What you have to do -
Tally the lines in the listing below that include "FromRow". Answer with the count and nothing more.

══ Records provided ══

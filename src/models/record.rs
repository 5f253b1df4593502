use chrono::{DateTime, Utc};
use serde::Serialize;
use sqlx::FromRow;
use std::fmt;
use std::str::FromStr;
use thiserror::Error;

use crate::delivery::DeliveryOutcome;

/// A persisted warning, keyed by the feed's own id.
#[derive(Debug, Clone, PartialEq, FromRow, Serialize)]
pub struct WarningRecord {
    pub id: i64,
    pub raw_payload: String,
    pub document: String,
    pub created_time: DateTime<Utc>,
    pub updated_time: Option<DateTime<Utc>>,
    pub expired_time: Option<DateTime<Utc>>,
    pub delivery_time: Option<DateTime<Utc>>,
}

impl WarningRecord {
    pub fn new(id: i64, raw_payload: String, document: String, now: DateTime<Utc>) -> Self {
        Self {
            id,
            raw_payload,
            document,
            created_time: now,
            updated_time: None,
            expired_time: None,
            delivery_time: None,
        }
    }

    pub fn is_active(&self) -> bool {
        self.expired_time.is_none()
    }

    /// Marks the record expired with its expiry-variant document. The new
    /// content has not reached downstream yet, so delivery is reset.
    pub fn expire(self, document: String, now: DateTime<Utc>) -> Self {
        Self {
            document,
            expired_time: self.expired_time.or(Some(now)),
            delivery_time: None,
            ..self
        }
    }

    /// Record state after one delivery attempt: delivered only on success.
    pub fn after_delivery(&self, outcome: DeliveryOutcome, now: DateTime<Utc>) -> Self {
        let delivery_time = match outcome {
            DeliveryOutcome::Delivered => Some(now),
            DeliveryOutcome::Failed => None,
        };
        Self {
            delivery_time,
            ..self.clone()
        }
    }

    pub fn status(&self) -> WarningStatus {
        if self.is_active() {
            WarningStatus::Active
        } else {
            WarningStatus::Expired
        }
    }
}

/// Lifecycle filter accepted by the listing surface. Purged records are gone
/// and have no status.
#[derive(Debug, Clone, Copy, PartialEq, Eq)]
pub enum WarningStatus {
    Active,
    Expired,
}

#[derive(Debug, Error, PartialEq)]
#[error("unknown warning status '{0}', allowed values are [active, expired]")]
pub struct StatusParseError(pub String);

impl WarningStatus {
    pub fn parse(value: &str) -> Result<Self, StatusParseError> {
        match value.trim().to_ascii_lowercase().as_str() {
            "active" => Ok(WarningStatus::Active),
            "expired" => Ok(WarningStatus::Expired),
            _ => Err(StatusParseError(value.to_string())),
        }
    }

    pub fn as_str(&self) -> &'static str {
        match self {
            WarningStatus::Active => "active",
            WarningStatus::Expired => "expired",
        }
    }
}

impl FromStr for WarningStatus {
    type Err = StatusParseError;

    fn from_str(s: &str) -> Result<Self, Self::Err> {
        Self::parse(s)
    }
}

impl fmt::Display for WarningStatus {
    fn fmt(&self, f: &mut fmt::Formatter<'_>) -> fmt::Result {
        f.write_str(self.as_str())
    }
}

#[cfg(test)]
mod tests {
    use super::*;
    use chrono::TimeZone;

    fn at(day: u32) -> DateTime<Utc> {
        Utc.with_ymd_and_hms(2024, 5, day, 12, 0, 0).unwrap()
    }

    #[test]
    fn test_delivery_transition_returns_new_value() {
        let record = WarningRecord::new(1, "{}".into(), "<doc/>".into(), at(1));

        let delivered = record.after_delivery(DeliveryOutcome::Delivered, at(2));
        assert_eq!(delivered.delivery_time, Some(at(2)));
        assert_eq!(record.delivery_time, None);

        let failed = delivered.after_delivery(DeliveryOutcome::Failed, at(3));
        assert_eq!(failed.delivery_time, None);
        assert_eq!(delivered.delivery_time, Some(at(2)));
    }

    #[test]
    fn test_expire_is_set_once() {
        let record = WarningRecord::new(1, "{}".into(), "<doc/>".into(), at(1))
            .after_delivery(DeliveryOutcome::Delivered, at(1));

        let expired = record.expire("<expired/>".into(), at(2));
        assert_eq!(expired.expired_time, Some(at(2)));
        assert_eq!(expired.delivery_time, None);
        assert_eq!(expired.created_time, at(1));
        assert_eq!(expired.status(), WarningStatus::Expired);

        let again = expired.expire("<again/>".into(), at(3));
        assert_eq!(again.expired_time, Some(at(2)));
    }

    #[test]
    fn test_status_parse() {
        assert_eq!(WarningStatus::parse("active"), Ok(WarningStatus::Active));
        assert_eq!("EXPIRED".parse::<WarningStatus>(), Ok(WarningStatus::Expired));

        let err = WarningStatus::parse("deleted").unwrap_err();
        assert!(err.to_string().contains("allowed values are [active, expired]"));
        assert_eq!(err, StatusParseError("deleted".to_string()));
    }
}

═══

Answer for the task -
2